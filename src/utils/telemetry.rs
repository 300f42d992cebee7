//! Lookup Telemetry
//!
//! In-memory counters for `/v1/stats`. Privacy-first: counts only, no
//! addresses are retained.

use dashmap::DashMap;
use serde::{Deserialize, Serialize};
use std::collections::BTreeMap;
use std::sync::atomic::{AtomicU64, Ordering};
use std::sync::Arc;
use std::time::Instant;

use crate::models::types::{LookupStatus, WalletSnapshot};

/// Aggregated statistics for reporting
#[derive(Debug, Clone, Serialize, Deserialize, Default)]
pub struct LookupStatsSnapshot {
    pub total_lookups: u64,
    pub ok: u64,
    pub partial: u64,
    pub rejected: u64,
    pub invalid_format: u64,
    /// Lookups per attributed chain name
    pub by_chain: BTreeMap<String, u64>,
    pub cache_hits: u64,
    pub avg_latency_ms: f64,
    pub uptime_secs: u64,
}

/// Thread-safe collector, cheap to clone
#[derive(Clone)]
pub struct LookupStats {
    inner: Arc<Counters>,
}

struct Counters {
    total: AtomicU64,
    ok: AtomicU64,
    partial: AtomicU64,
    rejected: AtomicU64,
    invalid_format: AtomicU64,
    cache_hits: AtomicU64,
    total_latency_ms: AtomicU64,
    by_chain: DashMap<String, u64>,
    started: Instant,
}

impl Default for LookupStats {
    fn default() -> Self {
        Self::new()
    }
}

impl LookupStats {
    pub fn new() -> Self {
        Self {
            inner: Arc::new(Counters {
                total: AtomicU64::new(0),
                ok: AtomicU64::new(0),
                partial: AtomicU64::new(0),
                rejected: AtomicU64::new(0),
                invalid_format: AtomicU64::new(0),
                cache_hits: AtomicU64::new(0),
                total_latency_ms: AtomicU64::new(0),
                by_chain: DashMap::new(),
                started: Instant::now(),
            }),
        }
    }

    /// Record a finished lookup
    pub fn record(&self, snapshot: &WalletSnapshot, latency_ms: u64, from_cache: bool) {
        let c = &self.inner;
        c.total.fetch_add(1, Ordering::Relaxed);
        c.total_latency_ms.fetch_add(latency_ms, Ordering::Relaxed);
        if from_cache {
            c.cache_hits.fetch_add(1, Ordering::Relaxed);
        }

        let counter = match snapshot.status {
            LookupStatus::Ok => &c.ok,
            LookupStatus::Partial => &c.partial,
            LookupStatus::Rejected => &c.rejected,
            LookupStatus::InvalidFormat => &c.invalid_format,
        };
        counter.fetch_add(1, Ordering::Relaxed);

        if snapshot.chain.is_some() {
            *c.by_chain.entry(snapshot.chain_name.clone()).or_insert(0) += 1;
        }
    }

    /// Point-in-time copy of all counters
    pub fn snapshot(&self) -> LookupStatsSnapshot {
        let c = &self.inner;
        let total = c.total.load(Ordering::Relaxed);
        let latency = c.total_latency_ms.load(Ordering::Relaxed);

        LookupStatsSnapshot {
            total_lookups: total,
            ok: c.ok.load(Ordering::Relaxed),
            partial: c.partial.load(Ordering::Relaxed),
            rejected: c.rejected.load(Ordering::Relaxed),
            invalid_format: c.invalid_format.load(Ordering::Relaxed),
            by_chain: c
                .by_chain
                .iter()
                .map(|entry| (entry.key().clone(), *entry.value()))
                .collect(),
            cache_hits: c.cache_hits.load(Ordering::Relaxed),
            avg_latency_ms: if total > 0 {
                latency as f64 / total as f64
            } else {
                0.0
            },
            uptime_secs: c.started.elapsed().as_secs(),
        }
    }
}

#[cfg(test)]
mod tests {
    use super::*;
    use crate::models::types::{Chain, FetchedAccount};
    use rust_decimal::Decimal;

    #[test]
    fn test_counts_by_status_and_chain() {
        let stats = LookupStats::new();
        let ok = WalletSnapshot::from_account("bc1qexample", Chain::Bitcoin, FetchedAccount::new(Decimal::ONE), "mempool");
        let rejected = WalletSnapshot::rejected("TExample", Chain::Tron, "❌ API rejected");
        let invalid = WalletSnapshot::invalid_format("???");

        stats.record(&ok, 100, false);
        stats.record(&ok, 0, true);
        stats.record(&rejected, 200, false);
        stats.record(&invalid, 0, false);

        let snap = stats.snapshot();
        assert_eq!(snap.total_lookups, 4);
        assert_eq!(snap.ok, 2);
        assert_eq!(snap.rejected, 1);
        assert_eq!(snap.invalid_format, 1);
        assert_eq!(snap.cache_hits, 1);
        assert_eq!(snap.by_chain.get("Bitcoin"), Some(&2));
        assert_eq!(snap.by_chain.get("TRON"), Some(&1));
        assert!((snap.avg_latency_ms - 75.0).abs() < f64::EPSILON);
    }

    #[test]
    fn test_empty_stats() {
        let snap = LookupStats::new().snapshot();
        assert_eq!(snap.total_lookups, 0);
        assert_eq!(snap.avg_latency_ms, 0.0);
    }
}
//! Wallet Sentry Library
//!
//! Multi-chain wallet risk lookup:
//! - Address classification across EVM, Bitcoin, TRON, XRP, Solana and Hedera
//! - Per-chain fallback cascades over public explorers
//! - Heuristic 0-100 risk scoring
//! - ISO 20022 (pain.001) XML export

pub mod api;
pub mod core;
pub mod models;
pub mod providers;
pub mod utils;

pub use crate::core::{classify, generate_iso_xml, score_wallet, RiskScore, WalletInspector};
pub use models::{AppError, AppResult, Chain, ChainFamily, LookupStatus, RiskLevel, SentryConfig, WalletSnapshot};
pub use providers::{FallbackFetcher, FetchOutcome, ProviderRegistry};
pub use utils::{LookupStats, SnapshotCache};
//! Risk Scoring Module
//! Heuristic 0-100 wallet risk from balance, activity and age
//!
//! Higher is riskier. Rules are applied in a fixed order, the total is
//! clamped to 0..=100 and a verdict line closes the reason list.

use rust_decimal::Decimal;
use serde::{Deserialize, Serialize};

use crate::models::types::RiskLevel;

/// Granular risk score (0-100)
/// - 0-20: Low Risk Wallet
/// - 21-50: Medium Risk Wallet
/// - 51-100: High Risk Wallet
#[derive(Debug, Clone, Serialize, Deserialize)]
pub struct RiskScore {
    /// Overall score (0-100)
    pub total: u8,
    pub level: RiskLevel,
    /// Rule reasons in application order, verdict last
    pub reasons: Vec<String>,
    /// Detailed breakdown for transparency
    pub breakdown: Vec<ScoreFactor>,
}

/// Individual rule that fired
#[derive(Debug, Clone, Serialize, Deserialize)]
pub struct ScoreFactor {
    pub name: String,
    /// Signed contribution before clamping
    pub delta: i16,
    pub reason: String,
}

impl RiskScore {
    /// Sum the fired rules, clamp, and attach the verdict
    pub fn calculate(factors: Vec<ScoreFactor>) -> Self {
        let raw: i32 = factors.iter().map(|f| i32::from(f.delta)).sum();
        let total = raw.clamp(0, 100) as u8;

        let mut reasons: Vec<String> = factors.iter().map(|f| f.reason.clone()).collect();
        reasons.push(Self::verdict(total).to_string());

        Self {
            total,
            level: RiskLevel::from_score(total),
            reasons,
            breakdown: factors,
        }
    }

    pub fn verdict(score: u8) -> &'static str {
        match score {
            0..=20 => "Low Risk Wallet",
            21..=50 => "Medium Risk Wallet",
            _ => "High Risk Wallet",
        }
    }
}

/// Builder applying the wallet rules in order
pub struct RiskScoreBuilder {
    factors: Vec<ScoreFactor>,
}

impl RiskScoreBuilder {
    pub fn new() -> Self {
        Self { factors: Vec::new() }
    }

    fn push(&mut self, name: &str, delta: i16, reason: &str) {
        self.factors.push(ScoreFactor {
            name: name.to_string(),
            delta,
            reason: reason.to_string(),
        });
    }

    /// Very low balance adds risk
    pub fn with_balance(mut self, balance: Decimal) -> Self {
        if balance < Decimal::new(1, 2) {
            self.push("balance", 30, "Very low balance");
        }
        self
    }

    pub fn with_tx_count(mut self, tx_count: u64) -> Self {
        if tx_count < 3 {
            self.push("activity", 20, "Few transactions");
        }
        self
    }

    /// Unknown (0) or young wallets add risk
    pub fn with_wallet_age(mut self, days: u64) -> Self {
        match days {
            0 => self.push("age", 20, "No age data / too new"),
            1..=29 => self.push("age", 10, "Young wallet (< 30 days)"),
            _ => {}
        }
        self
    }

    /// A strong balance offsets some risk; applied last
    pub fn with_strong_balance(mut self, balance: Decimal) -> Self {
        if balance > Decimal::ONE {
            self.push("balance", -10, "Strong wallet balance");
        }
        self
    }

    /// Build final risk score
    pub fn build(self) -> RiskScore {
        RiskScore::calculate(self.factors)
    }
}

impl Default for RiskScoreBuilder {
    fn default() -> Self {
        Self::new()
    }
}

/// Score a wallet from its three inputs
pub fn score_wallet(balance: Decimal, tx_count: u64, wallet_age_days: u64) -> RiskScore {
    RiskScoreBuilder::new()
        .with_balance(balance)
        .with_tx_count(tx_count)
        .with_wallet_age(wallet_age_days)
        .with_strong_balance(balance)
        .build()
}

**TO DO**
Nothing but the lines from the start of the data through the line holding "u64, from_cache: bool)" should be restated, and each one exactly.

**RESPONSE AREA**
filename src/utils/telemetry.rs
repository 300f42d992cebee7
//! Lookup Telemetry
//!
//! In-memory counters for `/v1/stats`. Privacy-first: counts only, no
//! addresses are retained.

use dashmap::DashMap;
use serde::{Deserialize, Serialize};
use std::collections::BTreeMap;
use std::sync::atomic::{AtomicU64, Ordering};
use std::sync::Arc;
use std::time::Instant;

use crate::models::types::{LookupStatus, WalletSnapshot};

/// Aggregated statistics for reporting
#[derive(Debug, Clone, Serialize, Deserialize, Default)]
pub struct LookupStatsSnapshot {
    pub total_lookups: u64,
    pub ok: u64,
    pub partial: u64,
    pub rejected: u64,
    pub invalid_format: u64,
    /// Lookups per attributed chain name
    pub by_chain: BTreeMap<String, u64>,
    pub cache_hits: u64,
    pub avg_latency_ms: f64,
    pub uptime_secs: u64,
}

/// Thread-safe collector, cheap to clone
#[derive(Clone)]
pub struct LookupStats {
    inner: Arc<Counters>,
}

struct Counters {
    total: AtomicU64,
    ok: AtomicU64,
    partial: AtomicU64,
    rejected: AtomicU64,
    invalid_format: AtomicU64,
    cache_hits: AtomicU64,
    total_latency_ms: AtomicU64,
    by_chain: DashMap<String, u64>,
    started: Instant,
}

impl Default for LookupStats {
    fn default() -> Self {
        Self::new()
    }
}

impl LookupStats {
    pub fn new() -> Self {
        Self {
            inner: Arc::new(Counters {
                total: AtomicU64::new(0),
                ok: AtomicU64::new(0),
                partial: AtomicU64::new(0),
                rejected: AtomicU64::new(0),
                invalid_format: AtomicU64::new(0),
                cache_hits: AtomicU64::new(0),
                total_latency_ms: AtomicU64::new(0),
                by_chain: DashMap::new(),
                started: Instant::now(),
            }),
        }
    }

    /// Record a finished lookup
    pub fn record(&self, snapshot: &WalletSnapshot, latency_ms: u64, from_cache: bool) {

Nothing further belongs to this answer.